Historia Clínica de Traumatología y Ortopedia: Guía de Exploración

Aviso: Contenido educativo para traumatólogos, ortopedistas, médicos generales y estudiantes de medicina en México. Las pruebas especiales y clasificaciones presentadas son orientativas — el diagnóstico definitivo requiere evaluación clínica e imagenológica completa por un especialista. Ante sospecha de fractura o lesión ligamentaria significativa, inmovilizar y referir. Actualizado: mayo 2026.
En concreto: la historia clínica de traumatología y ortopedia se organiza en torno a tres síntomas cardinales que no tienen la misma jerarquía en otras especialidades — el dolor musculoesquelético (con su semiología específica), la deformidad (adquirida vs congénita, reciente vs antigua) y la alteración funcional (limitación de rango de movimiento, incapacidad para la marcha). A estos se suma la exploración neurovascular distal a cualquier lesión — que puede ser la diferencia entre conservar o perder una extremidad.

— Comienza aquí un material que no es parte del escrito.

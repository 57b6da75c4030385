use crate::vector::{self, similarity_from_distance};
use crate::{EmbeddingIndex, IndexError};
use tracing::debug;

/// One nearest-neighbour hit.
#[derive(Debug, Clone)]
pub struct Neighbor {
    /// Identity key of the matched embedding.
    pub identity_key: String,
    /// Cosine distance to the probe, in `[0, 2]` (lower is closer).
    pub distance: f32,
    /// Metadata stored alongside the embedding.
    pub metadata: serde_json::Value,
}

impl Neighbor {
    /// `1 - distance`, in `[-1, 1]`.
    pub fn similarity(&self) -> f32 {
        similarity_from_distance(self.distance)
    }
}

impl EmbeddingIndex {
    /// Return up to `limit` records closest to `probe`, ascending by cosine
    /// distance. An empty collection yields an empty vec.
    pub fn query(&self, probe: &[f32], limit: usize) -> Result<Vec<Neighbor>, IndexError> {
        if limit == 0 {
            return Ok(Vec::new());
        }
        vector::validate(probe, self.cfg.dimension)?;
        let probe = vector::normalized(probe);

        self.rebuild_ann_if_needed()?;

        let hits: Vec<(String, f32)> = {
            let vectors = self.read_vectors()?;
            vectors
                .search(&probe, limit)
                .map_err(|e| IndexError::SchemaMismatch(e.to_string()))?
                .into_iter()
                .filter_map(|hit| {
                    vectors
                        .get_id(hit.index)
                        .map(|key| (key.clone(), hit.distance))
                })
                .collect()
        };

        let mut results = Vec::with_capacity(hits.len());
        for (key, distance) in hits {
            // A concurrent delete may land between the search and this read.
            match self.get(&key)? {
                Some(record) => results.push(Neighbor {
                    identity_key: key,
                    distance,
                    metadata: record.metadata,
                }),
                None => debug!(key = %key, "neighbour vanished before it could be read"),
            }
        }

        debug!(limit, returned = results.len(), "embedding query");
        Ok(results)
    }

    /// Build the HNSW graph if the collection is large enough and the graph
    /// is stale.
    fn rebuild_ann_if_needed(&self) -> Result<(), IndexError> {
        if !self.read_vectors()?.needs_build() {
            return Ok(());
        }
        let mut vectors = self.write_vectors()?;
        // Another caller may have rebuilt while we waited for the lock.
        if vectors.needs_build() {
            vectors.build();
            debug!(vectors = vectors.len(), "hnsw graph rebuilt");
        }
        Ok(())
    }
}
use std::sync::Arc;
use std::time::Instant;

use registry::{PersonRecord, RecordStore};
use tracing::{debug, warn};

use crate::metrics::ResolveMetrics;
use crate::types::{Candidate, LookupTier, MatchError, Resolution, ResolverConfig};

/// Metadata fields that may carry the record id of a legacy embedding,
/// in lookup order.
const METADATA_ID_FIELDS: [&str; 2] = ["person_id", "identity_key"];

/// Maps ranked candidates onto records in a [`RecordStore`].
pub struct IdentityResolver {
    store: Arc<dyn RecordStore>,
    cfg: ResolverConfig,
    metrics: Option<Arc<dyn ResolveMetrics>>,
}

impl IdentityResolver {
    pub fn new(store: Arc<dyn RecordStore>, cfg: ResolverConfig) -> Self {
        Self {
            store,
            cfg,
            metrics: None,
        }
    }

    /// Report resolutions and drift to `metrics`.
    pub fn with_metrics(mut self, metrics: Arc<dyn ResolveMetrics>) -> Self {
        self.metrics = Some(metrics);
        self
    }

    pub fn config(&self) -> &ResolverConfig {
        &self.cfg
    }

    /// Walk `candidates` in order and return the first one that maps to a
    /// record.
    ///
    /// Candidates that map to nothing are skipped and reported as drift. A
    /// store failure aborts resolution.
    pub fn resolve(&self, candidates: &[Candidate]) -> Result<Resolution, MatchError> {
        let start = Instant::now();
        let mut unresolved = Vec::new();
        let mut resolution = None;

        for candidate in candidates {
            match self.lookup(candidate)? {
                Some((record, tier)) => {
                    debug!(
                        identity_key = %candidate.identity_key,
                        record_id = %record.id,
                        ?tier,
                        similarity = candidate.similarity,
                        "candidate resolved"
                    );
                    if let Some(metrics) = &self.metrics {
                        metrics.record_tier(tier);
                    }
                    resolution = Some(Resolution::Matched {
                        record,
                        identity_key: candidate.identity_key.clone(),
                        similarity: candidate.similarity,
                        tier,
                    });
                    break;
                }
                None => {
                    warn!(
                        target: "visage::drift",
                        identity_key = %candidate.identity_key,
                        similarity = candidate.similarity,
                        "indexed embedding has no matching record"
                    );
                    if let Some(metrics) = &self.metrics {
                        metrics.record_drift(&candidate.identity_key);
                    }
                    unresolved.push(candidate.identity_key.clone());
                }
            }
        }

        let resolution = match resolution {
            Some(matched) => matched,
            None if unresolved.is_empty() => Resolution::NoCandidates,
            None => Resolution::Drift { unresolved },
        };

        if let Some(metrics) = &self.metrics {
            metrics.record_resolution(&resolution, candidates.len(), start.elapsed());
        }
        Ok(resolution)
    }

    fn lookup(&self, candidate: &Candidate) -> Result<Option<(PersonRecord, LookupTier)>, MatchError> {
        let key = candidate.identity_key.as_str();
        if let Some(record) = self.store.get_by_id(key)? {
            return Ok(Some((record, LookupTier::PrimaryId)));
        }
        if !self.cfg.legacy_key_fallback {
            return Ok(None);
        }

        if let Some(record) = self.store.get_by_alias(key)? {
            return Ok(Some((record, LookupTier::Alias)));
        }

        let metadata_id = METADATA_ID_FIELDS
            .iter()
            .filter_map(|field| candidate.metadata.get(field).and_then(|v| v.as_str()))
            .find(|id| !id.is_empty() && *id != key);
        if let Some(id) = metadata_id {
            if let Some(record) = self.store.get_by_id(id)? {
                return Ok(Some((record, LookupTier::MetadataId)));
            }
        }
        Ok(None)
    }
}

La traumatología y ortopedia es la especialidad con mayor volumen de quejas ante CONAMED relacionadas con complicaciones postquirúrgicas y manejo conservador inadecuado. La mayoría de esos casos tienen un denominador común: la exploración neurovascular distal no fue documentada antes del tratamiento. Un síndrome compartimental no diagnosticado a tiempo puede llevar a fasciotomía de urgencia o incluso a amputación. La historia clínica que documenta el estado neurovascular en el momento de la evaluación es el primer escudo legal del ortopedista.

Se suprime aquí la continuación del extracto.